Die Rose, welche hier dein äussres Auge sient, Die hat von Ewigkeit in Gott also geblüht.

(Та роза, что здесь зришь твоим телесным оком, Перед Творцом еще от вечности цвела.)

Es ist kein Vor, noch Nach: was morgen soll geschehn Hat Gott von Ewigkeit schon wesentlich gesehn.

(Нет После, Прежде нет: что завтра совершится, То Бог от вечности зрел в сущности его.)

И не только умопостигаемая роза цветет в мысли Божией, предвечно есть в ней, но и весь мир представляет собой как бы художественное воспроизведение предвечных идей (κόσμος νοητός), которые в своей совокупности образуют идеальный организм. Божественную Софию, ту Премудрость, которая была пред Богом при сотворении мира и радость которой "с сынами человеческими". Эта Премудрость говорит о себе (книга Притчей Соломоновых, глава VIII, 22-31):

"22. Господь имел меня началом пути Своего, прежде созданий Своих, искони;

23. От века я помазана, от начала, прежде бытия земли.

24. Я родилась, когда еще не существовали бездны, когда еще не было источников, обильных водою.

25. Я родилась прежде, нежели водружены были горы, прежде холмов,

26. Когда еще Он не сотворил ни земли, ни полей, ни начальных пылинок вселенной.

27. Когда Он уготовлял небеса, я была там. Когда Он проводил круговую черту по лицу бездны,

28. Когда утверждал вверху облака, когда укреплял источники бездны,

29. Когда давал морю устав, чтобы воды не преступали пределов его, когда полагал основания земли:

30. Тогда я была при Нем художницей (разночтение: как малое дитя), и была радостью всякий день, веселясь пред лицем Его во все время,

31. Веселясь на земном кругу Его, и радость моя (была) с сынами человеческими".

О той же премудрости Божией читаем в (неканонической) книге Премудрости Соломона (IX, 9): "С Тобою премудрость, которая знает дела Твои и присуща была, когда Ты творил мир, и ведает, что угодно пред очами Твоими и что право по заповедям Твоим".

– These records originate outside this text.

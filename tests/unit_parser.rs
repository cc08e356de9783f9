use assert_matches::assert_matches;
use enum_indexer::lexer::tokenize;
use enum_indexer::parser::parse_translation_unit;
use enum_indexer::{Cursor, CursorKind, IndexError};
use std::path::Path;

fn parse(source: &str) -> Cursor {
    let file = Path::new("test.cpp");
    let tokens = tokenize(source, file).expect("tokenize");
    parse_translation_unit(tokens, file).expect("parse")
}

fn parse_err(source: &str) -> IndexError {
    let file = Path::new("test.cpp");
    let tokens = tokenize(source, file).expect("tokenize");
    parse_translation_unit(tokens, file).unwrap_err()
}

#[test]
fn nested_namespaces_form_a_tree() {
    let root = parse("namespace outer { namespace inner { enum class Types { A } } }");
    assert_eq!(root.kind, CursorKind::TranslationUnit);
    let outer = &root.children[0];
    assert_eq!((outer.kind, outer.spelling.as_str()), (CursorKind::Namespace, "outer"));
    let inner = &outer.children[0];
    assert_eq!((inner.kind, inner.spelling.as_str()), (CursorKind::Namespace, "inner"));
    let decl = &inner.children[0];
    assert_eq!((decl.kind, decl.spelling.as_str()), (CursorKind::EnumDecl, "Types"));
    assert_eq!(decl.children.len(), 1);
}

#[test]
fn compact_namespace_expands_to_nested_cursors() {
    let root = parse("namespace a::b::c { enum class E { X } }");
    let a = &root.children[0];
    assert_eq!(a.spelling, "a");
    let b = &a.children[0];
    assert_eq!(b.spelling, "b");
    let c = &b.children[0];
    assert_eq!(c.spelling, "c");
    assert_eq!(c.children[0].kind, CursorKind::EnumDecl);
}

#[test]
fn enum_values_continue_from_explicit_initializers() {
    let root = parse("namespace n { enum class E { A = 100, B, C, D = 0x10, E2, F = -3, G } }");
    let decl = &root.children[0].children[0];
    let values: Vec<i64> = decl.children.iter().map(|c| c.value.unwrap()).collect();
    assert_eq!(values, vec![100, 101, 102, 16, 17, -3, -2]);
}

#[test]
fn first_constant_defaults_to_zero() {
    let root = parse("namespace n { enum class E { A, B } }");
    let decl = &root.children[0].children[0];
    assert_eq!(decl.children[0].value, Some(0));
    assert_eq!(decl.children[1].value, Some(1));
}

#[test]
fn underlying_type_and_trailing_semicolon_are_accepted() {
    let root = parse("namespace n { enum class E : uint32_t { A = 1 }; }");
    let decl = &root.children[0].children[0];
    assert_eq!(decl.spelling, "E");
    assert_eq!(decl.children[0].value, Some(1));
}

#[test]
fn missing_trailing_semicolon_is_tolerated() {
    // The fixture corpus omits the `;` after namespace-scoped enum bodies.
    let root = parse("namespace n { enum class E { A = 1, } }");
    assert_eq!(root.children[0].children[0].children.len(), 1);
}

#[test]
fn plain_enum_is_an_enum_decl() {
    let root = parse("namespace n { enum Legacy { OLD = 9 }; }");
    let decl = &root.children[0].children[0];
    assert_eq!((decl.kind, decl.spelling.as_str()), (CursorKind::EnumDecl, "Legacy"));
}

#[test]
fn opaque_enum_declaration_has_no_children() {
    let root = parse("namespace n { enum class E : int; }");
    let decl = &root.children[0].children[0];
    assert_eq!(decl.kind, CursorKind::EnumDecl);
    assert!(decl.children.is_empty());
}

#[test]
fn class_scoped_enum_is_a_child_of_the_class() {
    let root = parse("class Holder { enum class Types { A, B }; };");
    let class = &root.children[0];
    assert_eq!((class.kind, class.spelling.as_str()), (CursorKind::ClassDecl, "Holder"));
    assert_eq!(class.children[0].kind, CursorKind::EnumDecl);
}

#[test]
fn templated_class_still_yields_a_class_cursor() {
    let root = parse("template <class T, int N> class Holder { enum class Types { A }; };");
    let class = &root.children[0];
    assert_eq!((class.kind, class.spelling.as_str()), (CursorKind::ClassDecl, "Holder"));
    assert_eq!(class.children[0].kind, CursorKind::EnumDecl);
}

#[test]
fn struct_gets_its_own_kind() {
    let root = parse("struct Bag { enum class Types { A }; };");
    assert_eq!(root.children[0].kind, CursorKind::StructDecl);
}

#[test]
fn access_specifiers_do_not_swallow_declarations() {
    let root = parse("class C { private: enum class Types { A }; public: enum class More { B }; };");
    let class = &root.children[0];
    let enums: Vec<&str> = class
        .children
        .iter()
        .filter(|c| c.kind == CursorKind::EnumDecl)
        .map(|c| c.spelling.as_str())
        .collect();
    assert_eq!(enums, vec!["Types", "More"]);
}

#[test]
fn unrelated_declarations_are_skipped() {
    let source = r#"
namespace n {
    int counter = 0;
    void helper() { if (counter) { counter = 0; } }
    using id_t = unsigned;
    enum class E { A = 7 }
}
"#;
    let root = parse(source);
    let ns = &root.children[0];
    assert_eq!(ns.children.len(), 1);
    assert_eq!(ns.children[0].spelling, "E");
}

#[test]
fn forward_declarations_produce_no_cursor() {
    let root = parse("class Fwd; namespace n { enum class E { A } }");
    assert_eq!(root.children.len(), 1);
    assert_eq!(root.children[0].kind, CursorKind::Namespace);
}

#[test]
fn constant_locations_are_recorded() {
    let root = parse("namespace n {\n    enum class E {\n        A = 5,\n    }\n}");
    let constant = &root.children[0].children[0].children[0];
    assert_eq!((constant.line, constant.col), (3, 9));
}

#[test]
fn non_literal_initializer_is_rejected() {
    let err = parse_err("namespace n { enum class E { A = SOME_BASE } }");
    assert_matches!(err, IndexError::UnsupportedInitializer { constant, .. } => {
        assert_eq!(constant, "A");
    });
}

#[test]
fn expression_initializer_is_rejected() {
    let err = parse_err("namespace n { enum class E { A = 1 << 4 } }");
    assert_matches!(err, IndexError::UnsupportedInitializer { .. });
    assert_eq!(err.category(), "parse_error");
}

#[test]
fn unbalanced_braces_are_a_parse_error() {
    let err = parse_err("namespace n { enum class E { A ");
    assert_matches!(err, IndexError::Parse { .. });
}

#[test]
fn dump_renders_indented_cursor_lines() {
    let root = parse("namespace n { enum class E { A = 1 } }");
    let mut out = Vec::new();
    root.dump(&mut out).expect("dump");
    let text = String::from_utf8(out).expect("utf8");
    let lines: Vec<&str> = text.lines().collect();
    assert_eq!(lines[0], "TranslationUnit: test.cpp: [line=1, col=1]");
    assert_eq!(lines[1], "  Namespace: n: [line=1, col=11]");
    assert_eq!(lines[2], "    EnumDecl: E: [line=1, col=26]");
    assert_eq!(lines[3], "      EnumConstantDecl: A: [line=1, col=30]");
}
//! Serializable records produced by the indexer.

use indexmap::IndexMap;
use serde::Serialize;
use std::collections::BTreeMap;

/// A single enum constant, recorded with its fully qualified name
/// (`::ns::Enum::CONSTANT`), numeric value, and source position.
#[derive(Debug, Clone, PartialEq, Eq, Serialize)]
pub struct EnumConstant {
    pub name: String,
    pub value: i64,
    pub file: String,
    pub line: u32,
}

/// The collected index: constants in discovery order plus two lookup maps,
/// by value (sorted, last occurrence wins on collisions) and by fully
/// qualified name (discovery order preserved).
#[derive(Debug, Default, Clone)]
pub struct EnumIndex {
    constants: Vec<EnumConstant>,
    by_value: BTreeMap<i64, usize>,
    by_name: IndexMap<String, usize>,
}

impl EnumIndex {
    pub fn new() -> Self {
        Self::default()
    }

    pub fn push(&mut self, constant: EnumConstant) {
        if let Some(&existing) = self.by_value.get(&constant.value) {
            tracing::warn!(
                value = constant.value,
                kept = %constant.name,
                shadowed = %self.constants[existing].name,
                "duplicate enum value, later constant wins by-value lookup"
            );
        }
        if let Some(&existing) = self.by_name.get(&constant.name) {
            tracing::warn!(
                name = %constant.name,
                first_file = %self.constants[existing].file,
                "enum constant recorded more than once"
            );
        }
        let index = self.constants.len();
        self.by_value.insert(constant.value, index);
        self.by_name.insert(constant.name.clone(), index);
        self.constants.push(constant);
    }

    /// Constants in the order they were discovered.
    pub fn constants(&self) -> &[EnumConstant] {
        &self.constants
    }

    /// Constants ascending by value, duplicates resolved last-wins.
    pub fn by_value(&self) -> impl Iterator<Item = &EnumConstant> {
        self.by_value.values().map(|&index| &self.constants[index])
    }

    pub fn lookup_value(&self, value: i64) -> Option<&EnumConstant> {
        self.by_value.get(&value).map(|&index| &self.constants[index])
    }

    pub fn lookup_name(&self, name: &str) -> Option<&EnumConstant> {
        self.by_name.get(name).map(|&index| &self.constants[index])
    }

    pub fn len(&self) -> usize {
        self.constants.len()
    }

    pub fn is_empty(&self) -> bool {
        self.constants.is_empty()
    }
}

impl Serialize for EnumIndex {
    fn serialize<S>(&self, serializer: S) -> Result<S::Ok, S::Error>
    where
        S: serde::Serializer,
    {
        self.constants.serialize(serializer)
    }
}
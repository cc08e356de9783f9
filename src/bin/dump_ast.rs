//! Dump the parsed declaration tree of C++ source files.
//!
//! Debugging companion to `index-enums`: prints each cursor as
//! `kind: spelling: [line=.., col=..]`, indented by depth.

use anyhow::{Context, Result};
use clap::Parser;
use enum_indexer::lexer::tokenize;
use enum_indexer::parser::parse_translation_unit;
use std::fs;
use std::io::Write;
use std::path::PathBuf;

#[derive(Parser, Debug)]
#[command(name = "dump-ast", about = "Dump a C++ file's declaration tree", version)]
struct Args {
    #[arg(value_name = "FILE", required = true, help = "File(s) to dump")]
    files: Vec<PathBuf>,
}

fn main() -> Result<()> {
    let args = Args::parse();
    let stdout = std::io::stdout();
    let mut out = stdout.lock();

    for file in &args.files {
        let source = fs::read_to_string(file)
            .with_context(|| format!("failed to read {}", file.display()))?;
        let tokens = tokenize(&source, file)?;
        let root = parse_translation_unit(tokens, file)?;
        root.dump(&mut out)?;
        out.flush()?;
    }
    Ok(())
}
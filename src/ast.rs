//! Cursor tree for parsed declarations.
//!
//! The shape deliberately mirrors a libclang cursor: a kind, a spelling, a
//! source location, and children. That keeps the indexer's walk and the
//! `dump-ast` output recognizable to anyone who has pointed clang tooling at
//! the same sources.

use crate::error::Location;
use serde::Serialize;
use std::fmt;
use std::io::{self, Write};

#[derive(Debug, Clone, Copy, PartialEq, Eq, Serialize)]
pub enum CursorKind {
    TranslationUnit,
    Namespace,
    ClassDecl,
    StructDecl,
    EnumDecl,
    EnumConstantDecl,
}

impl fmt::Display for CursorKind {
    fn fmt(&self, f: &mut fmt::Formatter<'_>) -> fmt::Result {
        let name = match self {
            CursorKind::TranslationUnit => "TranslationUnit",
            CursorKind::Namespace => "Namespace",
            CursorKind::ClassDecl => "ClassDecl",
            CursorKind::StructDecl => "StructDecl",
            CursorKind::EnumDecl => "EnumDecl",
            CursorKind::EnumConstantDecl => "EnumConstantDecl",
        };
        f.write_str(name)
    }
}

#[derive(Debug, Clone, PartialEq, Eq, Serialize)]
pub struct Cursor {
    pub kind: CursorKind,
    pub spelling: String,
    pub line: u32,
    pub col: u32,
    /// Computed numeric value, enum constants only.
    #[serde(skip_serializing_if = "Option::is_none")]
    pub value: Option<i64>,
    pub children: Vec<Cursor>,
}

impl Cursor {
    pub fn new(kind: CursorKind, spelling: impl Into<String>, location: Location) -> Self {
        Self {
            kind,
            spelling: spelling.into(),
            line: location.line,
            col: location.col,
            value: None,
            children: Vec::new(),
        }
    }

    pub fn location(&self) -> Location {
        Location::new(self.line, self.col)
    }

    /// Indented `kind: spelling: [line=.., col=..]` rendering, two spaces per
    /// depth level.
    pub fn dump<W: Write>(&self, out: &mut W) -> io::Result<()> {
        self.dump_at(out, 0)
    }

    fn dump_at<W: Write>(&self, out: &mut W, depth: usize) -> io::Result<()> {
        writeln!(
            out,
            "{:indent$}{}: {}: [line={}, col={}]",
            "",
            self.kind,
            self.spelling,
            self.line,
            self.col,
            indent = depth * 2
        )?;
        for child in &self.children {
            child.dump_at(out, depth + 1)?;
        }
        Ok(())
    }
}
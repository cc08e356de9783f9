//! The enum matcher.
//!
//! Walks the cursor tree building a fully-qualified namespace string and
//! records the constants of every enum that satisfies all three rules:
//!
//! 1. the enum's spelling equals the target enum name;
//! 2. its semantic parent is a namespace (never a class, struct, or
//!    template);
//! 3. the target namespace appears somewhere in its namespace ancestry.

use crate::ast::{Cursor, CursorKind};
use crate::error::IndexError;
use crate::lexer::tokenize;
use crate::model::{EnumConstant, EnumIndex};
use crate::parser::parse_translation_unit;
use std::fs;
use std::path::Path;

pub struct EnumIndexer {
    target_enum: String,
    target_namespace: String,
    index: EnumIndex,
}

impl EnumIndexer {
    pub fn new(target_enum: impl Into<String>, target_namespace: impl Into<String>) -> Self {
        Self {
            target_enum: target_enum.into(),
            target_namespace: target_namespace.into(),
            index: EnumIndex::new(),
        }
    }

    pub fn index_file(&mut self, path: &Path) -> Result<(), IndexError> {
        let source = fs::read_to_string(path).map_err(|source| IndexError::Io {
            path: path.to_path_buf(),
            source,
        })?;
        self.index_source(&source, path)
    }

    pub fn index_source(&mut self, source: &str, file: &Path) -> Result<(), IndexError> {
        let tokens = tokenize(source, file)?;
        let root = parse_translation_unit(tokens, file)?;
        let before = self.index.len();
        self.search(&root, "::", file);
        tracing::debug!(
            file = %file.display(),
            constants = self.index.len() - before,
            "indexed source file"
        );
        Ok(())
    }

    /// Depth-first walk; only namespace cursors extend the fully-qualified
    /// prefix, so class-scoped enums never see a namespace parent here.
    fn search(&mut self, node: &Cursor, fq_namespace: &str, file: &Path) {
        for child in &node.children {
            match child.kind {
                CursorKind::Namespace => {
                    let nested = format!("{}{}::", fq_namespace, child.spelling);
                    self.search(child, &nested, file);
                }
                CursorKind::EnumDecl => {
                    self.handle_enum_decl(child, node.kind, fq_namespace, file);
                }
                _ => {
                    self.search(child, fq_namespace, file);
                }
            }
        }
    }

    fn handle_enum_decl(
        &mut self,
        node: &Cursor,
        parent_kind: CursorKind,
        fq_namespace: &str,
        file: &Path,
    ) {
        if parent_kind != CursorKind::Namespace {
            return;
        }
        if node.spelling != self.target_enum {
            return;
        }
        let required = format!("::{}::", self.target_namespace);
        if !fq_namespace.contains(&required) {
            return;
        }
        let prefix = format!("{}{}::", fq_namespace, node.spelling);
        self.record_constants(node, &prefix, file);
    }

    fn record_constants(&mut self, node: &Cursor, prefix: &str, file: &Path) {
        for constant in &node.children {
            if constant.kind != CursorKind::EnumConstantDecl {
                continue;
            }
            self.index.push(EnumConstant {
                name: format!("{}{}", prefix, constant.spelling),
                value: constant.value.unwrap_or_default(),
                file: file.display().to_string(),
                line: constant.line,
            });
        }
    }

    pub fn index(&self) -> &EnumIndex {
        &self.index
    }

    pub fn into_index(self) -> EnumIndex {
        self.index
    }
}
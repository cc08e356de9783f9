//! Structured logging setup.
//!
//! Pretty output on stderr during development, JSON when requested, and an
//! optional non-blocking file sink with daily rotation. Everything is driven
//! by environment variables so the CLI surface stays uncluttered.

use anyhow::Result;
use std::env;
use std::path::PathBuf;
use tracing_appender::non_blocking::WorkerGuard;
use tracing_subscriber::{
    EnvFilter, Layer,
    fmt,
    layer::SubscriberExt,
    util::SubscriberInitExt,
};

/// Configuration for logging setup.
#[derive(Debug, Clone)]
pub struct LoggingConfig {
    /// Log format: "json" or "pretty"
    pub format: LogFormat,
    /// Log output: "stdout", "stderr", or "file"
    pub output: LogOutput,
    /// Directory for log files (when output is "file")
    pub log_dir: PathBuf,
    /// Log file name prefix
    pub log_file_prefix: String,
    /// Default filter directive when RUST_LOG is unset
    pub default_filter: String,
}

#[derive(Debug, Clone, Copy, PartialEq, Eq)]
pub enum LogFormat {
    Json,
    Pretty,
}

#[derive(Debug, Clone, Copy, PartialEq, Eq)]
pub enum LogOutput {
    Stdout,
    Stderr,
    File,
}

impl Default for LoggingConfig {
    fn default() -> Self {
        Self {
            format: LogFormat::Pretty,
            // The console listing owns stdout; logs stay out of its way.
            output: LogOutput::Stderr,
            log_dir: PathBuf::from("logs"),
            log_file_prefix: "enum-indexer".to_string(),
            default_filter: "warn".to_string(),
        }
    }
}

impl LoggingConfig {
    pub fn from_env() -> Self {
        let mut config = Self::default();

        if let Ok(format) = env::var("ENUM_INDEXER_LOG_FORMAT") {
            config.format = match format.to_lowercase().as_str() {
                "json" => LogFormat::Json,
                _ => LogFormat::Pretty,
            };
        }

        if let Ok(output) = env::var("ENUM_INDEXER_LOG_OUTPUT") {
            config.output = match output.to_lowercase().as_str() {
                "stdout" => LogOutput::Stdout,
                "file" => LogOutput::File,
                _ => LogOutput::Stderr,
            };
        }

        if let Ok(dir) = env::var("ENUM_INDEXER_LOG_DIR") {
            config.log_dir = PathBuf::from(dir);
        }

        config
    }
}

/// Initialize the global subscriber. The returned guard must be held for the
/// lifetime of the process when file output is active, or buffered lines are
/// lost on exit.
pub fn init_logging(config: LoggingConfig) -> Result<Option<WorkerGuard>> {
    let filter = EnvFilter::try_from_default_env()
        .unwrap_or_else(|_| EnvFilter::new(&config.default_filter));

    match config.output {
        LogOutput::File => {
            let appender =
                tracing_appender::rolling::daily(&config.log_dir, &config.log_file_prefix);
            let (writer, guard) = tracing_appender::non_blocking(appender);
            let layer = match config.format {
                LogFormat::Json => fmt::layer()
                    .json()
                    .with_writer(writer)
                    .with_ansi(false)
                    .boxed(),
                LogFormat::Pretty => fmt::layer().with_writer(writer).with_ansi(false).boxed(),
            };
            tracing_subscriber::registry().with(filter).with(layer).init();
            Ok(Some(guard))
        }
        LogOutput::Stdout => {
            let layer = match config.format {
                LogFormat::Json => fmt::layer().json().with_writer(std::io::stdout).boxed(),
                LogFormat::Pretty => fmt::layer().with_writer(std::io::stdout).boxed(),
            };
            tracing_subscriber::registry().with(filter).with(layer).init();
            Ok(None)
        }
        LogOutput::Stderr => {
            let layer = match config.format {
                LogFormat::Json => fmt::layer().json().with_writer(std::io::stderr).boxed(),
                LogFormat::Pretty => fmt::layer().with_writer(std::io::stderr).boxed(),
            };
            tracing_subscriber::registry().with(filter).with(layer).init();
            Ok(None)
        }
    }
}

Мир идей, для философии открытый умозрением Платона, содержит в себе достаточное метафизическое основание родового характера жизни вообще и человеческой в частности, с ее силой наследственности, выполняющей средствами биологическими задания идей-сил, Аристотелевских энтелехий. Natura naturans состоит из этих энтелехий, находящихся по отношению друг к другу в органическом соподчинении, связанных иерархическим строем. Увенчивается же эта иерархия энтелехий человеком, который и служит живой связью, соединяющей оба мира - горний и дольний, natura naturans и natura naturata. Человек существует лишь как вид или род. Следует ли мыслить это номиналистически или же реалистически, есть ли "человек" лишь понятие, полученное логическим отвлечением от отдельных людей, лишь общее их имя, относящееся к их сходным признакам, или же человек как сущность существует прежде индивидов, есть их онтологический, а потому и логический prius, общая основа бытия этих индивидов, которые суть только динамические центры самообнаружения этой основы? Что существует раньше: человеческое естество или индивидуальный человек, всецелый первозданный Адам или адамиты? Нам кажется, что только признанием единого человечества, праотца (в метафизическом смысле) Адама, дается возможность понять характерное соединение индивидуального и общечеловеческого в личности. То, что делает индивида человеком, совсем не есть его индивидуальное начало, образующее лишь особый динамический центр, способ проявления общечеловечности, но именно эта последняя, со всеми заложенными в ней беспредельными возможностями. Да, человечество - едино, хотя и многолико. Это - не сентиментальная фраза, но выражение онтологического соотношения. Каждый индивид приобщается ко всему человечеству, причастен к человеческой плоти и крови, и чувство этого единства находило и находит многообразное выражение в религиозных учениях и в философских теориях.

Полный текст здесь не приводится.